The evening began with Cohen asking congressman Baird, who traveled to Gaza shortly after Cast Lead, to compare what he saw there personally to what he read in the report upon his return. Baird was eloquent and heartfelt in speaking about his decision to visit Gaza, his observations of the destruction there of homes, schools, hospitals, factories, in many cases after the areas were fully secured by the IDF, and that the Goldstone Report is very consistent with what he saw and learned there, including its charges against Hamas for its own crimes, establishing it as a balanced view of the conflict. Baird went on to say that no one on Capitol Hill was the least bit interested in hearing about his experiences there before voting on the resolution to not accept Goldstone, and furthermore to ban any further consideration of it. Said Baird, “member after member after member went down to the floor to vote on a report they’d never read on a place they’d never been.”

Moving on to Rep. Weiner, moderator Cohen asked him to explain how he came to his view that the report was illegitimate and biased against Israel. Weiner said that first of all the organization that commissioned the report (The United Nations) was determinately anti-Israel. Weiner moved off the topic to defend the devastation of Gaza as being the inevitably ugly result of war, saying that war is a bad messy thing and, “any time armaments are exchanged there is destruction.” He revisited this point many times over the course of the evening, as if motives and proportionality was a non-issue. At this point Weiner chose to laud Israel for being an “open Democracy” which conducts self-investigation when questions of its conduct are raised.
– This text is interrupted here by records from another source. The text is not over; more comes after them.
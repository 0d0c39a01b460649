//! Durable suspension and resumption.
//!
//! Nothing here blocks: a wait is a row keyed by correlation id, a delay is a
//! work item that becomes ready later, and a notify is one conditional update
//! that also queues the node's resumption.

use chrono::Utc;
use conductor_core::{
    new_correlation_id, to_chrono, NodeExecution, WaitInstance, WaitPurpose, WorkItem,
};
use db::{ExecutionStore, UnitOfWork};
use serde_json::Value;
use std::collections::HashMap;
use std::time::Duration;
use tracing::{debug, info};
use uuid::Uuid;

use crate::error::Result;

#[derive(Debug, Clone, PartialEq, Eq)]
pub enum NotifyOutcome {
    /// This notify won; the node's resumption has been queued.
    Resumed { node_execution_id: Uuid },
    /// Unknown or already consumed correlation id.
    Ignored,
}

#[derive(Clone)]
pub struct WaitNotifyService {
    store: ExecutionStore,
}

impl WaitNotifyService {
    pub fn new(store: ExecutionStore) -> Self {
        Self { store }
    }

    /// Registers a wait for `node` and records the correlation id as its `notify_id`.
    /// Returns the node as stored.
    pub async fn wait(
        &self,
        correlation_id: &str,
        node: &NodeExecution,
        purpose: WaitPurpose,
        context: HashMap<String, String>,
    ) -> Result<NodeExecution> {
        let wait = WaitInstance::new(correlation_id, node.id, node.plan_execution_id, purpose)
            .with_context(context);
        let mut parked = node.clone();
        parked.notify_id = Some(correlation_id.to_string());

        let mut uow = UnitOfWork::new();
        uow.register_wait(wait).update_node(&parked, node.status);
        self.store.commit(uow).await?;

        debug!(
            node_execution_id = %node.id,
            correlation_id,
            purpose = purpose.as_str(),
            "Wait registered"
        );
        Ok(self.store.nodes().get(node.id).await?)
    }

    /// Schedules a notify for a fresh correlation id after `duration`.
    pub async fn delay(&self, duration: Duration, context: HashMap<String, String>) -> Result<String> {
        let correlation_id = new_correlation_id();
        self.delay_for(&correlation_id, duration, context).await?;
        Ok(correlation_id)
    }

    /// Schedules a notify for `correlation_id` after `duration`.
    pub async fn delay_for(
        &self,
        correlation_id: &str,
        duration: Duration,
        context: HashMap<String, String>,
    ) -> Result<()> {
        let item = delay_item(correlation_id, duration, context);
        debug!(correlation_id, ready_at = %item.ready_at, "Delay scheduled");
        self.store.work().enqueue(&item).await?;
        Ok(())
    }

    /// Delivers `response` to whoever waits on `correlation_id`. Exactly one
    /// notify per correlation id resumes a node; the rest are ignored.
    pub async fn notify(&self, correlation_id: &str, response: Value) -> Result<NotifyOutcome> {
        match self.store.waits().consume(correlation_id, &response).await? {
            Some(wait) => {
                info!(
                    correlation_id,
                    node_execution_id = %wait.node_execution_id,
                    purpose = wait.purpose.as_str(),
                    "Wait consumed, resumption queued"
                );
                Ok(NotifyOutcome::Resumed {
                    node_execution_id: wait.node_execution_id,
                })
            }
            None => {
                debug!(correlation_id, "Notify ignored: no pending wait");
                Ok(NotifyOutcome::Ignored)
            }
        }
    }

    /// Drops every unconsumed wait of a node.
    pub async fn cancel_waits(&self, node_execution_id: Uuid) -> Result<u64> {
        let cancelled = self.store.waits().cancel_for_node(node_execution_id).await?;
        if cancelled > 0 {
            debug!(node_execution_id = %node_execution_id, cancelled, "Waits cancelled");
        }
        Ok(cancelled)
    }
}

/// Builds the durable timer for a delay; also used inside engine units of work.
pub(crate) fn delay_item(
    correlation_id: &str,
    duration: Duration,
    context: HashMap<String, String>,
) -> WorkItem {
    let mut item = WorkItem::delay_elapsed(correlation_id, Utc::now() + to_chrono(duration));
    if !context.is_empty() {
        item.payload["context"] = serde_json::json!(context);
    }
    item
}

/// Payload delivered by an elapsed delay.
pub(crate) fn delay_response(item: &WorkItem) -> Value {
    serde_json::json!({
        "delay_elapsed": true,
        "context": item.payload.get("context").cloned().unwrap_or(Value::Null),
    })
}
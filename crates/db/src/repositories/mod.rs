pub(crate) mod interrupt_repository;
pub(crate) mod node_execution_repository;
pub(crate) mod plan_execution_repository;
pub(crate) mod wait_repository;
pub(crate) mod work_queue_repository;

pub use interrupt_repository::*;
pub use node_execution_repository::*;
pub use plan_execution_repository::*;
pub use wait_repository::*;
pub use work_queue_repository::*;

pub(crate) use interrupt_repository as interrupts;
pub(crate) use node_execution_repository as nodes;
pub(crate) use plan_execution_repository as plans;
pub(crate) use wait_repository as waits;
pub(crate) use work_queue_repository as work;
use async_trait::async_trait;
use std::sync::Arc;

use crate::error::HandlerError;
use crate::filter::EventFilter;
use crate::types::EventEnvelope;

#[async_trait]
pub trait EventHandler: Send + Sync {
    async fn handle(&self, envelope: &EventEnvelope) -> Result<(), HandlerError>;
}

#[derive(Clone)]
pub struct Subscription {
    name: String,
    filter: EventFilter,
    handler: Arc<dyn EventHandler>,
}

impl Subscription {
    pub fn name(&self) -> &str {
        &self.name
    }

    pub fn filter(&self) -> &EventFilter {
        &self.filter
    }

    pub fn handler(&self) -> &Arc<dyn EventHandler> {
        &self.handler
    }
}

/// Handlers known to a dispatcher. Built once at startup and handed to
/// [`crate::EventDispatcher::start`]; there is no global registration.
#[derive(Clone, Default)]
pub struct HandlerRegistry {
    subscriptions: Vec<Subscription>,
}

impl HandlerRegistry {
    pub fn new() -> Self {
        Self::default()
    }

    pub fn register(
        &mut self,
        name: impl Into<String>,
        filter: EventFilter,
        handler: Arc<dyn EventHandler>,
    ) -> &mut Self {
        self.subscriptions.push(Subscription {
            name: name.into(),
            filter,
            handler,
        });
        self
    }

    pub fn with(mut self, name: impl Into<String>, filter: EventFilter, handler: Arc<dyn EventHandler>) -> Self {
        self.register(name, filter, handler);
        self
    }

    /// Subscriptions whose filter accepts `envelope`, in registration order.
    pub fn matching<'a>(&'a self, envelope: &'a EventEnvelope) -> impl Iterator<Item = &'a Subscription> + 'a {
        self.subscriptions
            .iter()
            .filter(move |s| s.filter.matches(envelope))
    }

    pub fn len(&self) -> usize {
        self.subscriptions.len()
    }

    pub fn is_empty(&self) -> bool {
        self.subscriptions.is_empty()
    }

    pub fn names(&self) -> Vec<&str> {
        self.subscriptions.iter().map(|s| s.name.as_str()).collect()
    }
}

impl std::fmt::Debug for HandlerRegistry {
    fn fmt(&self, f: &mut std::fmt::Formatter<'_>) -> std::fmt::Result {
        f.debug_struct("HandlerRegistry")
            .field("handlers", &self.names())
            .finish()
    }
}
No one challenged him on this last point, which was a sadly missed opportunity. The U.S. also conducts self-investigations and repeatedly finds itself justified in its actions, offering nothing more than apologies to victims if unable to slink out of responsibility, saying in-effect “it was a regrettable mistake.” Weiner expects us to believe that the same Israeli regime that would conduct an illegal occupation and attempts at ethnic cleansing should be trusted to do their own investigating and that international scrutiny, including that made by the countries that arm it, are unnecessary. Baird rebutted Weiner’s argument about bias, pointing out that not only did the Report also take Hamas to task for its own crimes, it walked though mountains of objective evidence. Baird made an impassioned statement that not only were Israel’s actions illegal, but also strategically foolish because if they desire peace they aren’t going to make many friends doing things like this.

Weiner further justified Cast Lead by pointing out that there were more than 130,000 phone calls made to Gaza, and numerous leaflets dropped on them, to warn that a military operation was coming, so they were given fair warning. Weiner seemed to not care that these Gaza residents have nowhere to go, being mostly confined to the tiny territory, and that even if they could leave, the destruction of their homes doesn’t become more just simply because they were told in advance that they could expect it.

At many points Weiner made statements that contradicted his earlier assertions. At one point he made enthusiastic statements about the Egyptian revolution, praising the desires of its young people for democracy and human rights, but earlier in the debate he used the Egyptian participation in the blockade of Gaza as proof that Israel isn’t the only one who think the Gazans are dangerous, so we shouldn’t be so focused on Israel as a culprit. Does Weiner think that the actions of a dictatorship he now vilifies are something to hold up as proof of his beliefs?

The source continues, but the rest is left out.